Collected data:
==========
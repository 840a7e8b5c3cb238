//! phpcompat-sniffs: PHP cross-version compatibility checks
//!
//! Available sniffs:
//! - new_functions: functions not available in the oldest targeted version
//! - removed_functions: deprecated or removed functions
//! - removed_extensions: functions of deprecated or removed extensions
//! - new_constants: constants not available in the oldest targeted version
//! - removed_constants: deprecated or removed constants
//! - new_interfaces: built-in interfaces implemented before they existed
//! - new_type_declarations: parameter and return types newer than the range
//! - new_keywords: keywords and language constructs newer than the range
//! - new_execution_directives: unknown, invalid or too new `declare()` directives
//! - removed_ini_directives: deprecated or removed `ini_set()`/`ini_get()` settings
//! - removed_mbstring_modifiers: the `e` modifier in mbstring regex options

pub mod check;
pub mod options;
pub mod registry;

pub mod new_constants;
pub mod new_execution_directives;
pub mod new_functions;
pub mod new_interfaces;
pub mod new_keywords;
pub mod new_type_declarations;
pub mod removed_constants;
pub mod removed_extensions;
pub mod removed_functions;
pub mod removed_ini_directives;
pub mod removed_mbstring_modifiers;

pub use options::{NameListSetting, OptionSettings, SniffOptions};
pub use registry::{RegistryError, Sniff, SniffRegistry};

pub use new_constants::check_new_constants;
pub use new_execution_directives::check_new_execution_directives;
pub use new_functions::check_new_functions;
pub use new_interfaces::check_new_interfaces;
pub use new_keywords::check_new_keywords;
pub use new_type_declarations::check_new_type_declarations;
pub use removed_constants::check_removed_constants;
pub use removed_extensions::check_removed_extensions;
pub use removed_functions::check_removed_functions;
pub use removed_ini_directives::check_removed_ini_directives;
pub use removed_mbstring_modifiers::check_removed_mbstring_modifiers;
==========
## EXERCISE GOAL
Provide the number of lines in the records above that contain the word "oldest", with no additional words.

## ANSWER SPACE
2